Fred said uncertainly, "A toast to... someone we all like... and who should be here. And still is!" He suddenly looked frightened.

"Amen," Shorty said in sonorous baritone. " ‘And still is.' Because Heaven is as close as you'll let it be. That's what I tell my people, Fred... and in your heart you know I'm right." He poured down, solemnly and carefully, the symbolic teaspoonful of wine in his glass; they all drank.

Joan said quietly, "Thank you, Fred. She heard you. She heard you too, Shorty. She hears me now." (Boss! You've got them upset—and yourself, too. Tell them to sit down. And eat. Tell ‘em I said to! You've ruined a perfectly good picnic.) (No, I haven't.) "Finchley. You knew her well. Probably better than I did... for I was a cranky old man and she catered to my illness. What would she want us to do now?"

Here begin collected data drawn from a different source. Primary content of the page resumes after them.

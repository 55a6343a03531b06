//! Values stored in the DHT and receipts of store operations.

use bytes::Bytes;
use sha1_smol::Sha1;

use super::{Id, ID_SIZE};

#[derive(Debug, Clone, PartialEq, Eq)]
/// An opaque payload and the [Id] it is stored under.
pub struct Value {
    id: Id,
    data: Bytes,
}

impl Value {
    /// Create a content addressed value, its [Id] is the hash of `data`.
    pub fn immutable(data: impl Into<Bytes>) -> Self {
        let data = data.into();

        Self {
            id: hash_immutable(&data).into(),
            data,
        }
    }

    /// Create a value stored under an explicit [Id].
    pub fn keyed(id: Id, data: impl Into<Bytes>) -> Self {
        Self {
            id,
            data: data.into(),
        }
    }

    pub fn id(&self) -> &Id {
        &self.id
    }

    pub fn data(&self) -> &Bytes {
        &self.data
    }

    pub fn into_data(self) -> Bytes {
        self.data
    }
}

#[derive(Debug, Clone, Copy, PartialEq, Eq)]
/// Result of a successful store operation.
pub struct Receipt {
    id: Id,
}

impl Receipt {
    pub fn new(id: Id) -> Self {
        Self { id }
    }

    /// The [Id] the value was actually stored under.
    pub fn id(&self) -> &Id {
        &self.id
    }
}

/// Content hash of an immutable value, `sha1("<len>:" || v)`.
pub fn hash_immutable(v: &[u8]) -> [u8; ID_SIZE] {
    let mut encoded = Vec::with_capacity(v.len() + 3);
    encoded.extend(format!("{}:", v.len()).bytes());
    encoded.extend_from_slice(v);

    let mut hasher = Sha1::new();
    hasher.update(&encoded);

    hasher.digest().bytes()
}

"What would... Mrs. Branca?...want us to do?"

"Yes. Did you call her ‘Mrs. Branca'? Or ‘Eunice'?"

(They called me ‘Eunice,' Boss—and after the first week I kissed them hello and good-bye and thanked them for taking care of me. Even if Jake could see. He just pretended not to notice.) (Busybody. You're a sweet girl, beloved. Anything more than kiss them?) (Heavens, Boss! Even getting them to accept a kiss in place of the tips they wouldn't take took doing.) (I'll bet!—on you, that is—sister tart.) (Knocked-up broad.)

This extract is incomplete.